▶ **Exercise aim**:
One number should be the full reply: how many lines of the material below contain "entry".
##### Information shown
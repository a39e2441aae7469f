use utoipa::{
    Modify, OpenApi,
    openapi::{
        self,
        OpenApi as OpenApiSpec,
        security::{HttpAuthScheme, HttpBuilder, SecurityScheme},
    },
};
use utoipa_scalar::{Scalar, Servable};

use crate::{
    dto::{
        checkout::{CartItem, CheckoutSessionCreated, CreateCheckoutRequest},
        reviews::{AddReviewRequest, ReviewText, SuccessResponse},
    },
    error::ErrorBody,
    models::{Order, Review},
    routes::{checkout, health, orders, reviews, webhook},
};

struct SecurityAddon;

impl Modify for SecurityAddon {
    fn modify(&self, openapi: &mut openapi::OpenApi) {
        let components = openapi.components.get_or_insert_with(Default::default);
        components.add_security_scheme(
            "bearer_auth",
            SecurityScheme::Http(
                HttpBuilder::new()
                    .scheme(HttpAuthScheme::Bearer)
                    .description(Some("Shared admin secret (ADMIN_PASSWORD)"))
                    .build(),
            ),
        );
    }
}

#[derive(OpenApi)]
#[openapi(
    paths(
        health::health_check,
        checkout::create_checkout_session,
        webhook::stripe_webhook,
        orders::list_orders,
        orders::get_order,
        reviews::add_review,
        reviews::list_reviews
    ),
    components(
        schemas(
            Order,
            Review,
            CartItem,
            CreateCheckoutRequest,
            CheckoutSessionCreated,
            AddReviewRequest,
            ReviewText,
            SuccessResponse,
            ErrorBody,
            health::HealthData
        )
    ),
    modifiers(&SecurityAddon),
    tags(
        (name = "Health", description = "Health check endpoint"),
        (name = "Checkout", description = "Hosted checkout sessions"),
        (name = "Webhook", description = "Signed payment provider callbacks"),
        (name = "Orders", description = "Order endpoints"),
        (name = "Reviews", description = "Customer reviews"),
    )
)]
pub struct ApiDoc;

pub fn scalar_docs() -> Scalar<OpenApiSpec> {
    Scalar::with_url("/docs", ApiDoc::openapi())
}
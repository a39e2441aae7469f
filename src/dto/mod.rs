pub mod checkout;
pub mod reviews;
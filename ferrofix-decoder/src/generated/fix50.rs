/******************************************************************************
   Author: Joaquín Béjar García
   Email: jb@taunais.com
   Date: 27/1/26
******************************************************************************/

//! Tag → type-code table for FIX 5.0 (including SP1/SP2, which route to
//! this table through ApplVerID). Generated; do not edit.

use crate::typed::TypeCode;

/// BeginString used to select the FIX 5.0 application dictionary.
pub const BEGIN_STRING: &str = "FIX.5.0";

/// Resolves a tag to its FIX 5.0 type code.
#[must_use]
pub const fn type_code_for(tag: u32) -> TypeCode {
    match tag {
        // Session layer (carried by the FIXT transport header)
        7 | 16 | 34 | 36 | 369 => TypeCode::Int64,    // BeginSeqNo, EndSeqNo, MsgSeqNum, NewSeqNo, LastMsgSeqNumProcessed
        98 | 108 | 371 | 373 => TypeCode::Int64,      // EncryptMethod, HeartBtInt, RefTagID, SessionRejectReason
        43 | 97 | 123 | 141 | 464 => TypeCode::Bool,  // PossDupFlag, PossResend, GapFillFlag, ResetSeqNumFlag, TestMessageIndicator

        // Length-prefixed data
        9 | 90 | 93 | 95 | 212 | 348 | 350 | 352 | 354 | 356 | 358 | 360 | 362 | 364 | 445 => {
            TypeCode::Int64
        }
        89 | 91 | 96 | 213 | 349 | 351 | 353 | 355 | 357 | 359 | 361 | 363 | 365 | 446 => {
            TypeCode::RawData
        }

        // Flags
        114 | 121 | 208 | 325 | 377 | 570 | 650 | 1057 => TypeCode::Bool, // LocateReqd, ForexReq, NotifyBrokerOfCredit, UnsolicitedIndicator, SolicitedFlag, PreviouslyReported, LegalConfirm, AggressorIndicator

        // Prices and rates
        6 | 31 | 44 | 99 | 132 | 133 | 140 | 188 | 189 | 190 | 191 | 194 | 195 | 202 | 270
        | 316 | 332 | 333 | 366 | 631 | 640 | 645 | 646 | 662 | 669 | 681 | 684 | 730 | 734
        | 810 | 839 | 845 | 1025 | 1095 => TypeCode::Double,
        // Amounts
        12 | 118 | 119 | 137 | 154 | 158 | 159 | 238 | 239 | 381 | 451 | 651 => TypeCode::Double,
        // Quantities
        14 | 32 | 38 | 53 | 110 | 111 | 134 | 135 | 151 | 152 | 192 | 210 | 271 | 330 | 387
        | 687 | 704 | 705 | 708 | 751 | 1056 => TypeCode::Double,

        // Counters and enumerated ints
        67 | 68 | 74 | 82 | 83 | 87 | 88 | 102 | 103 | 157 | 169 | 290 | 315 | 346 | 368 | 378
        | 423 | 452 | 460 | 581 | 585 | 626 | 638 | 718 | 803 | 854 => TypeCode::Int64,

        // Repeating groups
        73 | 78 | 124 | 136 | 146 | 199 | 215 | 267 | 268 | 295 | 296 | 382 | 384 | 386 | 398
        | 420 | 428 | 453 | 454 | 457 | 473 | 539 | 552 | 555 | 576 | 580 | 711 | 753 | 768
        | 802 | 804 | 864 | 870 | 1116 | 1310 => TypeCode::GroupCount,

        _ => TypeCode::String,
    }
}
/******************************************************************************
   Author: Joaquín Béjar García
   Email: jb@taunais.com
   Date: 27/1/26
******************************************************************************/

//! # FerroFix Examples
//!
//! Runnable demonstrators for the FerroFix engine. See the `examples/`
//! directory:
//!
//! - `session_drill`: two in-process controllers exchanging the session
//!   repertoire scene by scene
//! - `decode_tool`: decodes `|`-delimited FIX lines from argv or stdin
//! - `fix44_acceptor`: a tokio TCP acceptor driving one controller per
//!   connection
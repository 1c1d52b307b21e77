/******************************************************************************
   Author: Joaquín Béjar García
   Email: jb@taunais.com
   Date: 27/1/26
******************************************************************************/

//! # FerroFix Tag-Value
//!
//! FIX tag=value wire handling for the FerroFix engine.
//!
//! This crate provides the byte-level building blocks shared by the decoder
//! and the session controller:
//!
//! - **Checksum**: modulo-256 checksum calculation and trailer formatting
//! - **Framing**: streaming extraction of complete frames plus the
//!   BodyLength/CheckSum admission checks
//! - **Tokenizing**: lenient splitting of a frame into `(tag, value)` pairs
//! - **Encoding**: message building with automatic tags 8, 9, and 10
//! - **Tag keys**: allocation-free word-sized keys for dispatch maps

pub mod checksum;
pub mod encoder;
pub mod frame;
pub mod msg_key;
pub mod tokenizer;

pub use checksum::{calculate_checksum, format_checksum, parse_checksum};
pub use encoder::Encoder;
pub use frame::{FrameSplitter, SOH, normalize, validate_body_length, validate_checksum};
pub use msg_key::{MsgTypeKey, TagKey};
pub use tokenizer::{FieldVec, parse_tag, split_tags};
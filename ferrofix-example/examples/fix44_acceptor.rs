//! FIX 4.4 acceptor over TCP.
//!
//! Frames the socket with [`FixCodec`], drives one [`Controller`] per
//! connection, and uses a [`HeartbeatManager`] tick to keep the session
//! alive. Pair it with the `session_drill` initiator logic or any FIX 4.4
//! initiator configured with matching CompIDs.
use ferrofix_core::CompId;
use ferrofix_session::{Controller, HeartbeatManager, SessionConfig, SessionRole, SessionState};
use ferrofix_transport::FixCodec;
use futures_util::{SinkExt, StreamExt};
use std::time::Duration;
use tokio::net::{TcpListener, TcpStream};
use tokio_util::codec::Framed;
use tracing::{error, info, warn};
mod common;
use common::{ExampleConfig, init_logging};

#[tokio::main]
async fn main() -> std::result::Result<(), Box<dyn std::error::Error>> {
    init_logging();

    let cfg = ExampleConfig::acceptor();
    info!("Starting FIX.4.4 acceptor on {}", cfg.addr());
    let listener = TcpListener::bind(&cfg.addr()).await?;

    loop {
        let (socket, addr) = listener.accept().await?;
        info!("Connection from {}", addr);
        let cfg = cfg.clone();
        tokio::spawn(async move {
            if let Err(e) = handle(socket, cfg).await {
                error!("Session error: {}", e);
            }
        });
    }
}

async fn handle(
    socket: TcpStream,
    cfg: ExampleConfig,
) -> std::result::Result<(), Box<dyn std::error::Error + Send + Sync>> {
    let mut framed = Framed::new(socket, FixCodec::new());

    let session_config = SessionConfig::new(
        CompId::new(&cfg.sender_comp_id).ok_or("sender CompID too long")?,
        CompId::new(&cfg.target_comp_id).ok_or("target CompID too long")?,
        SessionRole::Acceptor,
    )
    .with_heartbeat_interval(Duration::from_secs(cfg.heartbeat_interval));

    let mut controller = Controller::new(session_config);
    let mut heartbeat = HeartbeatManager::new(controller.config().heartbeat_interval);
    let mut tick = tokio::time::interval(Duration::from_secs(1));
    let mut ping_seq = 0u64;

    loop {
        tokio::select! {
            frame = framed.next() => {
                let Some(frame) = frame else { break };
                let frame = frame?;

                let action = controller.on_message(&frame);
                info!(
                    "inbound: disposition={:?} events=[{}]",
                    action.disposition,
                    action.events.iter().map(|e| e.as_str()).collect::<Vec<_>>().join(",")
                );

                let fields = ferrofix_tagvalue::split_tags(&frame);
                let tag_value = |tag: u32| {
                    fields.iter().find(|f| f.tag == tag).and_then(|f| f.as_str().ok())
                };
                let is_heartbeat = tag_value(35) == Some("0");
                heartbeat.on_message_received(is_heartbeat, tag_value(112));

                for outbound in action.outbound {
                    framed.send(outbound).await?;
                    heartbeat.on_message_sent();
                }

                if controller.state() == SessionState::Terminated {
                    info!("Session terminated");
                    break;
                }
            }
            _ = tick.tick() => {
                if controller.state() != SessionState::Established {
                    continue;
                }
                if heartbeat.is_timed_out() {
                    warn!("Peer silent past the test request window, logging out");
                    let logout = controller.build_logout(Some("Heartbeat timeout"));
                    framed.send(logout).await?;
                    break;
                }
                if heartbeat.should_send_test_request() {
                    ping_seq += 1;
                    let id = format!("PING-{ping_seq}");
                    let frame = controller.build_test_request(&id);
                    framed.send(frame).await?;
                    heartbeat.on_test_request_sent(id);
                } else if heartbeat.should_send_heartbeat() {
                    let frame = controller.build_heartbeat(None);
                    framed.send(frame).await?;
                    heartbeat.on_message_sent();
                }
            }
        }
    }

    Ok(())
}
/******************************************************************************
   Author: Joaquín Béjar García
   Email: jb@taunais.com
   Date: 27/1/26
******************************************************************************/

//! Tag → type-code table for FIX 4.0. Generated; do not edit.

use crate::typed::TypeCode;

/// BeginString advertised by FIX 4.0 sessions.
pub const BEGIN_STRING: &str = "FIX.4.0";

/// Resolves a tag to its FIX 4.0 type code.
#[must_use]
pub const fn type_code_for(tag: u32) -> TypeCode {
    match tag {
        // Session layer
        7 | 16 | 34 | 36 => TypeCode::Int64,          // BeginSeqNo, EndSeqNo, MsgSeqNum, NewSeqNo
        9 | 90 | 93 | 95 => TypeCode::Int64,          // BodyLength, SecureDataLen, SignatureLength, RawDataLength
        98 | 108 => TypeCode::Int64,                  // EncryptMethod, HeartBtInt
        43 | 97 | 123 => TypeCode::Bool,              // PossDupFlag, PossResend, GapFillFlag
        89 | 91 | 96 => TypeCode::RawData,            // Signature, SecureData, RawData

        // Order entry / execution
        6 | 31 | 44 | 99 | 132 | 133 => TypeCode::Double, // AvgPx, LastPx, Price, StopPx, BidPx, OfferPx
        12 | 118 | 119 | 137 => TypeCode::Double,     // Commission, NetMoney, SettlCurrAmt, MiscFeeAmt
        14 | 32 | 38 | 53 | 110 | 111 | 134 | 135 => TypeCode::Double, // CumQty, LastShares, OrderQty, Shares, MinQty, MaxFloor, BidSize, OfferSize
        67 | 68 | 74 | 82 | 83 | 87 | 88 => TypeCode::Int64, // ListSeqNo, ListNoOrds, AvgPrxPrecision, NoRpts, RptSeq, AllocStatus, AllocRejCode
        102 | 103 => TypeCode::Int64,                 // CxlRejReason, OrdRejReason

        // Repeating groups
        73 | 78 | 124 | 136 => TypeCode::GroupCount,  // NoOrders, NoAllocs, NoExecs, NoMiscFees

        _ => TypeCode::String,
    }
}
##########
##### Information shown
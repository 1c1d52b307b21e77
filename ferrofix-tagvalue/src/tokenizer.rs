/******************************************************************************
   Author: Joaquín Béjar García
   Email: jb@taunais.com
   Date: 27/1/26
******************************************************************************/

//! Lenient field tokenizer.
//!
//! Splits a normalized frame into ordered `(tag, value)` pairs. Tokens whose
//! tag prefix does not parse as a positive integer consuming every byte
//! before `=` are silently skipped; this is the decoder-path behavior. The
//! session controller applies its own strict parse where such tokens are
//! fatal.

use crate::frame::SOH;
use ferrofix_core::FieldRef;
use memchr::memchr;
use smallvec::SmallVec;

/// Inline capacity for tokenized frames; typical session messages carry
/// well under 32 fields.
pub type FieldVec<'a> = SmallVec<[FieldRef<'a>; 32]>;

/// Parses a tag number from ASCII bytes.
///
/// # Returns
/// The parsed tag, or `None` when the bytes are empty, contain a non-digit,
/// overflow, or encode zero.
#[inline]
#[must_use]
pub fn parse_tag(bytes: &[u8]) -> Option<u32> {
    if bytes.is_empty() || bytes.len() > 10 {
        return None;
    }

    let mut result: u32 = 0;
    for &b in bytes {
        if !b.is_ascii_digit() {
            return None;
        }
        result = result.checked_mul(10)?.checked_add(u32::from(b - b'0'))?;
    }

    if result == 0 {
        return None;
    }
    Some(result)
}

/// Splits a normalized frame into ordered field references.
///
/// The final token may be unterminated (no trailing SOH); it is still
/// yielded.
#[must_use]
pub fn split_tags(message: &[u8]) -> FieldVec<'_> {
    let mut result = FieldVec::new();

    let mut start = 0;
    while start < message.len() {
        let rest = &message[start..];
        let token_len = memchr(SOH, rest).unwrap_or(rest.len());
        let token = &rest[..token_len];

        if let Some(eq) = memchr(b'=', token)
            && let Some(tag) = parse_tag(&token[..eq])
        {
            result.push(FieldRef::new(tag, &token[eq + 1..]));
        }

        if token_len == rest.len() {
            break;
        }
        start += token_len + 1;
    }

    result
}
##########
##### Information shown
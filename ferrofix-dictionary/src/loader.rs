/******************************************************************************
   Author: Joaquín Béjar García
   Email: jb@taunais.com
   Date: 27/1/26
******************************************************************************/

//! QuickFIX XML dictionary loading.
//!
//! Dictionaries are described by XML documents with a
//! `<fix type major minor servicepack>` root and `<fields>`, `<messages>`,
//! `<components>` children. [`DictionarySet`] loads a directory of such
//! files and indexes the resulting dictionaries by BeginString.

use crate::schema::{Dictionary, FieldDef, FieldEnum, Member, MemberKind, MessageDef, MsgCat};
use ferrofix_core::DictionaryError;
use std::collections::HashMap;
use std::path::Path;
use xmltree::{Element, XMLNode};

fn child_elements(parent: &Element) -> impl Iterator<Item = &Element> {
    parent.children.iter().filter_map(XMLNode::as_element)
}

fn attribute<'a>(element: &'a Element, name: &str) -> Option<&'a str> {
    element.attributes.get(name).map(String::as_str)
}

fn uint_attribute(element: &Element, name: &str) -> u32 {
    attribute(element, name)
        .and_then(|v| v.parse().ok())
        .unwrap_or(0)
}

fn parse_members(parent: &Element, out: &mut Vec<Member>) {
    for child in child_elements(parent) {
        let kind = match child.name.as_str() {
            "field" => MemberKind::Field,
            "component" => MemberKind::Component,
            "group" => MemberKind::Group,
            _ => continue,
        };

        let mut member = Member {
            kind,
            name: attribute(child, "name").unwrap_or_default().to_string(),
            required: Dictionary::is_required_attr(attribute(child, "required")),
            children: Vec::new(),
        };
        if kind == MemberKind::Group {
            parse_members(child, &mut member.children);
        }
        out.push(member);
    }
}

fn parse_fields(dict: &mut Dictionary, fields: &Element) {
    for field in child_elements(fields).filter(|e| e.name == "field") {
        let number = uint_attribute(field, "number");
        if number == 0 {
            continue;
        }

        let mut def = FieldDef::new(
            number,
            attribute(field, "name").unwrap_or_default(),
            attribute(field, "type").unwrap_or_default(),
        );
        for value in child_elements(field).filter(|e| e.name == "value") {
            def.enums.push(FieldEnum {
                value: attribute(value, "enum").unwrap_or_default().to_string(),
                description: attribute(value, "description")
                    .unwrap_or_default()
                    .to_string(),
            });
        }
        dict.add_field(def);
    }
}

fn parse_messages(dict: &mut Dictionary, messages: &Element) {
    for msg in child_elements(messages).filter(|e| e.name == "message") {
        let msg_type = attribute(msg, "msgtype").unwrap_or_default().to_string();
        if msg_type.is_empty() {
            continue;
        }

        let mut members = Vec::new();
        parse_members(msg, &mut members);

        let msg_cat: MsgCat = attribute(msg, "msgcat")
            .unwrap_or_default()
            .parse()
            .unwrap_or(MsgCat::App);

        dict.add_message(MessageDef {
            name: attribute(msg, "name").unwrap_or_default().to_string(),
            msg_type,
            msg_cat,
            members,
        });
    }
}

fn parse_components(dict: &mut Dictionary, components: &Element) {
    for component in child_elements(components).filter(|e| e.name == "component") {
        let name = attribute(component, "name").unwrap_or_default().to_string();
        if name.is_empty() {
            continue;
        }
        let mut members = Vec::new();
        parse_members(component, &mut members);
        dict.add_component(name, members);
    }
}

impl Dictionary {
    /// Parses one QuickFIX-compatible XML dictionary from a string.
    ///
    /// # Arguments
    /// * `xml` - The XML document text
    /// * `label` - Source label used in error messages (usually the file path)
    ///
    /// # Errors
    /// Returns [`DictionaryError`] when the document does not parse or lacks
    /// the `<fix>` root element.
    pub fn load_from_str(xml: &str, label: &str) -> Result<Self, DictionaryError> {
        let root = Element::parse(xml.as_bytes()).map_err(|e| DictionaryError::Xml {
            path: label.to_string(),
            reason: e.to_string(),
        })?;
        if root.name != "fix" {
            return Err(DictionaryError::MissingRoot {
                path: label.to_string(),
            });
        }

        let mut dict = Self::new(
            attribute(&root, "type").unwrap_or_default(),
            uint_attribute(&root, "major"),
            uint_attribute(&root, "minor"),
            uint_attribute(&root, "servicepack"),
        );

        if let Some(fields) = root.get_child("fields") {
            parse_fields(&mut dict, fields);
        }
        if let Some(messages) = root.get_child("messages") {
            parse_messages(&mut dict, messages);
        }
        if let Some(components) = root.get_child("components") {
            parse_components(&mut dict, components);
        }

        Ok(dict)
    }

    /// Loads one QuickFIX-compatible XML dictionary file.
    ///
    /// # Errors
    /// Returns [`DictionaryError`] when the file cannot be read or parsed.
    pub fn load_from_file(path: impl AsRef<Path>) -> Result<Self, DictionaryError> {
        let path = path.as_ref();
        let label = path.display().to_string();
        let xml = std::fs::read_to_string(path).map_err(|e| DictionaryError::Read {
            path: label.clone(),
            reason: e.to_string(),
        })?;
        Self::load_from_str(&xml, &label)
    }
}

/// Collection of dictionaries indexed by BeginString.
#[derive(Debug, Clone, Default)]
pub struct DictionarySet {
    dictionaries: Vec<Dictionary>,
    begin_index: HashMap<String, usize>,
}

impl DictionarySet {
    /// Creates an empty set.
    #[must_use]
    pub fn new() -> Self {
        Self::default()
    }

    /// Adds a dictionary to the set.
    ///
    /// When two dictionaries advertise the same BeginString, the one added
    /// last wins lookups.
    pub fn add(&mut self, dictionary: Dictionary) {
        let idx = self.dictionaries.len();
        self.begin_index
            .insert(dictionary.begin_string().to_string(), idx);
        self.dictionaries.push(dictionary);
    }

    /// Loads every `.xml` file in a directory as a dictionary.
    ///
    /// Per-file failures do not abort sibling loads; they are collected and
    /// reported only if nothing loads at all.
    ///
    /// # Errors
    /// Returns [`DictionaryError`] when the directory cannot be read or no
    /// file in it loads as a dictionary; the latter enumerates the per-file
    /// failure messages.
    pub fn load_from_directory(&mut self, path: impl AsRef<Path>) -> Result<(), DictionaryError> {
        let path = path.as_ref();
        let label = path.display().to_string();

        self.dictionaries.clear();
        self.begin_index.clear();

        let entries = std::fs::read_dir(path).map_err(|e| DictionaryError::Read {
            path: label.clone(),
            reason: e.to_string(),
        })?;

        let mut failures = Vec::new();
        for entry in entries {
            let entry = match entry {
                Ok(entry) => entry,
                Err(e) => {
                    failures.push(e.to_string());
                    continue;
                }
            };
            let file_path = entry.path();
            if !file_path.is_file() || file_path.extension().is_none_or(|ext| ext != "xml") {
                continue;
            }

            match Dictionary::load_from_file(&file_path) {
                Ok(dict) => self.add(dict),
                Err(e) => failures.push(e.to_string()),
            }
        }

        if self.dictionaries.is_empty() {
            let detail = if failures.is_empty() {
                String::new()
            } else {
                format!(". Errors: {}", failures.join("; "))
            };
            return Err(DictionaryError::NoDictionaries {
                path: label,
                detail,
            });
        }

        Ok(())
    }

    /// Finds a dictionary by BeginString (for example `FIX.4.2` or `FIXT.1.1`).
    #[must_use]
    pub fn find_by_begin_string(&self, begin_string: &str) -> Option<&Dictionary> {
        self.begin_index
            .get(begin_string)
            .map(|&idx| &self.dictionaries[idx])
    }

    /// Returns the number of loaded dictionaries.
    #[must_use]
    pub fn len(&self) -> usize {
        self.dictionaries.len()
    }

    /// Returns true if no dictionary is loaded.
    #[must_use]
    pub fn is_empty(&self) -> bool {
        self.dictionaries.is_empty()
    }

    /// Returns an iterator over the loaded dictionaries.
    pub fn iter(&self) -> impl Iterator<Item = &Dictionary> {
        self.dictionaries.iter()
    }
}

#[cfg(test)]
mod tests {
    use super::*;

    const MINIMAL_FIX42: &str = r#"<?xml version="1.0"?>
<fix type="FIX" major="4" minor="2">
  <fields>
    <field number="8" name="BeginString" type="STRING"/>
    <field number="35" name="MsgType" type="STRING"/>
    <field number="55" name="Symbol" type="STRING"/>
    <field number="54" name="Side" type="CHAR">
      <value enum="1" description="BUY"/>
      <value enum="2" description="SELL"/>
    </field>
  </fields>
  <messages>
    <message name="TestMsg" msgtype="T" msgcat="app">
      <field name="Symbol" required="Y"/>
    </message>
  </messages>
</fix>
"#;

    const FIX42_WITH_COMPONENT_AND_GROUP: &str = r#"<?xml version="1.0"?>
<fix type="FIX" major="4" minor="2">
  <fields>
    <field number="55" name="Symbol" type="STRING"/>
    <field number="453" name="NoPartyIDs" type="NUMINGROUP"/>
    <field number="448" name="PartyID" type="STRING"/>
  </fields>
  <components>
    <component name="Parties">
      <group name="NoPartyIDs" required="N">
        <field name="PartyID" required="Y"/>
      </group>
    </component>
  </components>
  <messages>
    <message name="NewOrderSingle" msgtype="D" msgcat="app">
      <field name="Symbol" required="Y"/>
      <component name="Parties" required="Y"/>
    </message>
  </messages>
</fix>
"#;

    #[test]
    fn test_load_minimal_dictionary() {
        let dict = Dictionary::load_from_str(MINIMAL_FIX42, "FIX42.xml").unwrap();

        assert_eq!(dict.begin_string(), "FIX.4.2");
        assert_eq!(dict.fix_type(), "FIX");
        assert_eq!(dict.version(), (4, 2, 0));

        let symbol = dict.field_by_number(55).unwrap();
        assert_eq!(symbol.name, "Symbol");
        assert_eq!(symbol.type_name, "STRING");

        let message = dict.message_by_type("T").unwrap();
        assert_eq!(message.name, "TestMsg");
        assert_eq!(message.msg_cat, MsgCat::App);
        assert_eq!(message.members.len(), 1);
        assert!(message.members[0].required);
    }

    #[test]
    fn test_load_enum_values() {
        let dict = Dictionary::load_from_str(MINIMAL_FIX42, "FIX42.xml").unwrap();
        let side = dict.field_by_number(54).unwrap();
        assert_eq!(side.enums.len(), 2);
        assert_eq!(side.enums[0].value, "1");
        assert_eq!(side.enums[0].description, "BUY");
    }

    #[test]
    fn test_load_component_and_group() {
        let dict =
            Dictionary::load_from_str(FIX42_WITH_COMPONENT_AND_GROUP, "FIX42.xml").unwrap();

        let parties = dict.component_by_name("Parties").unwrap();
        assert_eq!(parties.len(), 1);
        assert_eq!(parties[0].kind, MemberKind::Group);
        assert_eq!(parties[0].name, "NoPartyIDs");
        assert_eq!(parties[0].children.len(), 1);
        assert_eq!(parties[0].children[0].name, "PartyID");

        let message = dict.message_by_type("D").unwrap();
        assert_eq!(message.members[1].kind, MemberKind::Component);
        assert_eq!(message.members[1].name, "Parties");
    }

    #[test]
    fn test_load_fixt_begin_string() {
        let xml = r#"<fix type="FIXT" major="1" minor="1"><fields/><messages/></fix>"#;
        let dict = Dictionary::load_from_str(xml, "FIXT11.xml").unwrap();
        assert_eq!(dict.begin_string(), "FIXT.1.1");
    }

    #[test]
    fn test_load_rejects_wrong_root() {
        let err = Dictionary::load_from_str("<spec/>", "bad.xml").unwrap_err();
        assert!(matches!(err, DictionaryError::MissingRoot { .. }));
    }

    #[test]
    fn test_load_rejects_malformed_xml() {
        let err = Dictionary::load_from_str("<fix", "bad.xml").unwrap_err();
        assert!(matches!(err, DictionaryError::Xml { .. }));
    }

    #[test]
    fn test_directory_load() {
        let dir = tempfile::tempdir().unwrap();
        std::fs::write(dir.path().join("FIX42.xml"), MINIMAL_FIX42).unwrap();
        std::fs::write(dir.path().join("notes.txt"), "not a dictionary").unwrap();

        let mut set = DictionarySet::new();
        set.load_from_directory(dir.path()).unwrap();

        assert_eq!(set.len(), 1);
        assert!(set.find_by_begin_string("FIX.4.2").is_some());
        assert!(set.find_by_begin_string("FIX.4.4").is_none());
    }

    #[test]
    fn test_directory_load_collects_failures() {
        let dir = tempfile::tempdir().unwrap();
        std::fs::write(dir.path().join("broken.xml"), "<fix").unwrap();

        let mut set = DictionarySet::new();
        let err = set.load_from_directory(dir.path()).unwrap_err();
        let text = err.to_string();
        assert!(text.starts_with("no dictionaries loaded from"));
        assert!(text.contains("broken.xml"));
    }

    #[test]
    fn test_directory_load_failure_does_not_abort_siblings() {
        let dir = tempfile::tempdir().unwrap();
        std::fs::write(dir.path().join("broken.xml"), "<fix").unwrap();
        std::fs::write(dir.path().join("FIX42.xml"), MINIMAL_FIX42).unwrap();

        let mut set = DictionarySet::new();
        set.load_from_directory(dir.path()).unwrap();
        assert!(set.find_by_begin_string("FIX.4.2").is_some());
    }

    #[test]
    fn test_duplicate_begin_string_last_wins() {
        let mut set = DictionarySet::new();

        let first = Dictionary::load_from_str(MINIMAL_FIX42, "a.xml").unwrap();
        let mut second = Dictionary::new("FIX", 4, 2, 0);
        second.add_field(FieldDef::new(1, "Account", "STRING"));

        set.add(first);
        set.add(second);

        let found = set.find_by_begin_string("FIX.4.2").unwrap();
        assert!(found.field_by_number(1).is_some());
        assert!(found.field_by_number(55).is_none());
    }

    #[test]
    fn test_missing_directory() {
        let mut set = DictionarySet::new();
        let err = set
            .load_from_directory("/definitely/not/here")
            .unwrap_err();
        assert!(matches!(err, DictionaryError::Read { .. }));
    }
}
##########
▶ **Reply to the exercise**:
5